--- Dataset Enclosed Below ---

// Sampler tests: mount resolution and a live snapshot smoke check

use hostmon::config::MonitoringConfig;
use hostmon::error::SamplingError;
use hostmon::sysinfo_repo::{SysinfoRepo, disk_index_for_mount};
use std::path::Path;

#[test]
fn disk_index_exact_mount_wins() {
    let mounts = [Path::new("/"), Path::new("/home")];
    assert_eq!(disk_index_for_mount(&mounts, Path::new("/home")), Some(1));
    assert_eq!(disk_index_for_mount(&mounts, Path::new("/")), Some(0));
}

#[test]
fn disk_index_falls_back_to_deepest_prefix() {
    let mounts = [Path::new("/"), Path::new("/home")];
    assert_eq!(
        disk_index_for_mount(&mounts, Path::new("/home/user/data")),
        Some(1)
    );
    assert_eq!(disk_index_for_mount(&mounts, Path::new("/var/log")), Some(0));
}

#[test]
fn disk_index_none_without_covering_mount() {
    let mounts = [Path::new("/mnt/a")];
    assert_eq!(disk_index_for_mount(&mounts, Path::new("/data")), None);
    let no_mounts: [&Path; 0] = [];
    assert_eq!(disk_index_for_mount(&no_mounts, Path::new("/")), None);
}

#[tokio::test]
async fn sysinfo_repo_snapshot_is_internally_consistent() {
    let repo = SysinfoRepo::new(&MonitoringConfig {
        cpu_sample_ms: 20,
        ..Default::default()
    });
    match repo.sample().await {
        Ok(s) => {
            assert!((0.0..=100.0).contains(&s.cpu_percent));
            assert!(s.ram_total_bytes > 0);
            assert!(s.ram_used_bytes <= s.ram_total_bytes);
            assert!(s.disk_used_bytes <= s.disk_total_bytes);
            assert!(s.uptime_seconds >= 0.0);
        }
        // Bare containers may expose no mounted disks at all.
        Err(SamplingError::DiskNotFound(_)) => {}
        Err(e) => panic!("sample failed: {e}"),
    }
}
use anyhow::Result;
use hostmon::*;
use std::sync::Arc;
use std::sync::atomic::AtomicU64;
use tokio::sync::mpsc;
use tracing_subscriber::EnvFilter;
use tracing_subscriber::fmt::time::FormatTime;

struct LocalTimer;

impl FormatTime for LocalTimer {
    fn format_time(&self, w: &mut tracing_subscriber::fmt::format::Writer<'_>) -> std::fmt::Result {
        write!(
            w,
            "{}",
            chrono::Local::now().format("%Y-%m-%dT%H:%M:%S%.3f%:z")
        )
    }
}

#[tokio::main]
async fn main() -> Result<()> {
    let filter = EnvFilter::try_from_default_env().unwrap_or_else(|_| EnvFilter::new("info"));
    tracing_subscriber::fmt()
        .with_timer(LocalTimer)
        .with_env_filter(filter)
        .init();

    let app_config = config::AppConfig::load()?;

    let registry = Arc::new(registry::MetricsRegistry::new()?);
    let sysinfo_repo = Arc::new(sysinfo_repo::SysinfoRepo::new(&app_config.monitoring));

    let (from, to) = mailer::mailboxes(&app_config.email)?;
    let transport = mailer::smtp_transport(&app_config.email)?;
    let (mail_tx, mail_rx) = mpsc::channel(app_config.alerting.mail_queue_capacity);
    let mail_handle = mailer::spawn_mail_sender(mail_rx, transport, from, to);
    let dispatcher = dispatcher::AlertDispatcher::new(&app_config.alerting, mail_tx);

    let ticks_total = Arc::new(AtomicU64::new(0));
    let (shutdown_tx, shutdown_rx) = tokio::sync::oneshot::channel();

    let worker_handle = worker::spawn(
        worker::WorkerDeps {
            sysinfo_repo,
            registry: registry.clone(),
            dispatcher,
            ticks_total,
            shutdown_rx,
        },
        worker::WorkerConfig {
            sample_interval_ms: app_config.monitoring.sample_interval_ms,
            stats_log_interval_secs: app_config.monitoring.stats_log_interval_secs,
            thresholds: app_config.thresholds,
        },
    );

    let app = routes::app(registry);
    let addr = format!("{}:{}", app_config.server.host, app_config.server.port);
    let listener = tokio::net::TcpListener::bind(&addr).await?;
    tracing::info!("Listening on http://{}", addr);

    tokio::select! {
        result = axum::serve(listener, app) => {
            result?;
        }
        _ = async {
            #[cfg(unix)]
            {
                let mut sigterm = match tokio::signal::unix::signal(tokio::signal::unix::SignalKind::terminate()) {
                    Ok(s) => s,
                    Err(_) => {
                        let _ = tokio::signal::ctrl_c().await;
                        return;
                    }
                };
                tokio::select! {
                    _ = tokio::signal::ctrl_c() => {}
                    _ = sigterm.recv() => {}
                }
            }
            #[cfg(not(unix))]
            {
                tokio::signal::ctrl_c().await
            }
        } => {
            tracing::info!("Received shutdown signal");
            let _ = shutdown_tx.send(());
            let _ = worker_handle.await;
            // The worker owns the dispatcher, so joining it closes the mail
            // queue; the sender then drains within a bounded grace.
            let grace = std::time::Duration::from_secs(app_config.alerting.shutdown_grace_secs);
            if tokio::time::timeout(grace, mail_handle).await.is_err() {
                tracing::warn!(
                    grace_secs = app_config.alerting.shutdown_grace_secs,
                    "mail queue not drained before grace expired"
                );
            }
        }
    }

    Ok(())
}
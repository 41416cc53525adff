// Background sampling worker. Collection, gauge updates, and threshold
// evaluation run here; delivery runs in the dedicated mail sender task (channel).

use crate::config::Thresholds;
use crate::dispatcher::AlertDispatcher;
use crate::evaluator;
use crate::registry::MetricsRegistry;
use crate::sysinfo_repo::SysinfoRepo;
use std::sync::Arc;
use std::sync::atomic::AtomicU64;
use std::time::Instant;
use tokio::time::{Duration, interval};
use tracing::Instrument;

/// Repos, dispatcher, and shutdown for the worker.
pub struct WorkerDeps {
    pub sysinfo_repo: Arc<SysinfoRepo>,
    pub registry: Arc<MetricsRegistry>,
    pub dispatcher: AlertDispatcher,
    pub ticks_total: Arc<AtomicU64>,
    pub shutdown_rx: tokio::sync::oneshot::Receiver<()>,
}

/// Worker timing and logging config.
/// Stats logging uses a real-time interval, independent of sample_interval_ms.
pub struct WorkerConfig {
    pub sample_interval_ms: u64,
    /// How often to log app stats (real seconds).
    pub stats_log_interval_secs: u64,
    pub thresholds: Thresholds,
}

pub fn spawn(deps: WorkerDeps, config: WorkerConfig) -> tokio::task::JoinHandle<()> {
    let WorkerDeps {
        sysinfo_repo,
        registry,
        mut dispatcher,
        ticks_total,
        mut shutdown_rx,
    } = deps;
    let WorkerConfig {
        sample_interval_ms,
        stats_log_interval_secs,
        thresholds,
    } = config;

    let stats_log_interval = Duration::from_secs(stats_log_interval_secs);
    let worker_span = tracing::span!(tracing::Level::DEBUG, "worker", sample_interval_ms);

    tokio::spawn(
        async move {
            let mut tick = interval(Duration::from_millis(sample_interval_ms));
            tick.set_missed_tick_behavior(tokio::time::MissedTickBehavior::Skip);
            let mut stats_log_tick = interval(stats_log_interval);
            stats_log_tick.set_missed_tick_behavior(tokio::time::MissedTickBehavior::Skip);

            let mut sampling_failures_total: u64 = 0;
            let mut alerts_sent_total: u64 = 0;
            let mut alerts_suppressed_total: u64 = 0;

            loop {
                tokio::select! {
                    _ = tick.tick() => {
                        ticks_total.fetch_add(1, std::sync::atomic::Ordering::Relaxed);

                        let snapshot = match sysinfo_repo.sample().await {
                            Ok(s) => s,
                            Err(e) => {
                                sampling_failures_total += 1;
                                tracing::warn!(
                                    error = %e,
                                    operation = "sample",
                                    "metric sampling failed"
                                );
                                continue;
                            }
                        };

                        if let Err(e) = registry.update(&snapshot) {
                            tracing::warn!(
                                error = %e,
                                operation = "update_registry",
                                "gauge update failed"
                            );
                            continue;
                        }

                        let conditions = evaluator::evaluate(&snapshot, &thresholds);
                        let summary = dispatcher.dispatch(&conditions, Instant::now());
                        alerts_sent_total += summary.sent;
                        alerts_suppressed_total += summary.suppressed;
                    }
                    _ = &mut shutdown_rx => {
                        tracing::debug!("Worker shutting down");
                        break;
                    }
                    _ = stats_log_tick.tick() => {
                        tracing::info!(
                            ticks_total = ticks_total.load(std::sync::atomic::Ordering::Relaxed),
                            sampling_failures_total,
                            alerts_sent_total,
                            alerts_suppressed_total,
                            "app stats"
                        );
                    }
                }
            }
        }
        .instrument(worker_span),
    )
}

--- End of Enclosed Dataset ---

Task item -
The required output is the exact run of lines from the beginning of the records to the line with "async fn main()", that line included.

Answer space -
// Sampler tests: mount resolution and a live snapshot smoke check

use hostmon::config::MonitoringConfig;
use hostmon::error::SamplingError;
use hostmon::sysinfo_repo::{SysinfoRepo, disk_index_for_mount};
use std::path::Path;

#[test]
fn disk_index_exact_mount_wins() {
    let mounts = [Path::new("/"), Path::new("/home")];
    assert_eq!(disk_index_for_mount(&mounts, Path::new("/home")), Some(1));
    assert_eq!(disk_index_for_mount(&mounts, Path::new("/")), Some(0));
}

#[test]
fn disk_index_falls_back_to_deepest_prefix() {
    let mounts = [Path::new("/"), Path::new("/home")];
    assert_eq!(
        disk_index_for_mount(&mounts, Path::new("/home/user/data")),
        Some(1)
    );
    assert_eq!(disk_index_for_mount(&mounts, Path::new("/var/log")), Some(0));
}

#[test]
fn disk_index_none_without_covering_mount() {
    let mounts = [Path::new("/mnt/a")];
    assert_eq!(disk_index_for_mount(&mounts, Path::new("/data")), None);
    let no_mounts: [&Path; 0] = [];
    assert_eq!(disk_index_for_mount(&no_mounts, Path::new("/")), None);
}

#[tokio::test]
async fn sysinfo_repo_snapshot_is_internally_consistent() {
    let repo = SysinfoRepo::new(&MonitoringConfig {
        cpu_sample_ms: 20,
        ..Default::default()
    });
    match repo.sample().await {
        Ok(s) => {
            assert!((0.0..=100.0).contains(&s.cpu_percent));
            assert!(s.ram_total_bytes > 0);
            assert!(s.ram_used_bytes <= s.ram_total_bytes);
            assert!(s.disk_used_bytes <= s.disk_total_bytes);
            assert!(s.uptime_seconds >= 0.0);
        }
        // Bare containers may expose no mounted disks at all.
        Err(SamplingError::DiskNotFound(_)) => {}
        Err(e) => panic!("sample failed: {e}"),
    }
}
use anyhow::Result;
use hostmon::*;
use std::sync::Arc;
use std::sync::atomic::AtomicU64;
use tokio::sync::mpsc;
use tracing_subscriber::EnvFilter;
use tracing_subscriber::fmt::time::FormatTime;

struct LocalTimer;

impl FormatTime for LocalTimer {
    fn format_time(&self, w: &mut tracing_subscriber::fmt::format::Writer<'_>) -> std::fmt::Result {
        write!(
            w,
            "{}",
            chrono::Local::now().format("%Y-%m-%dT%H:%M:%S%.3f%:z")
        )
    }
}

#[tokio::main]
async fn main() -> Result<()> {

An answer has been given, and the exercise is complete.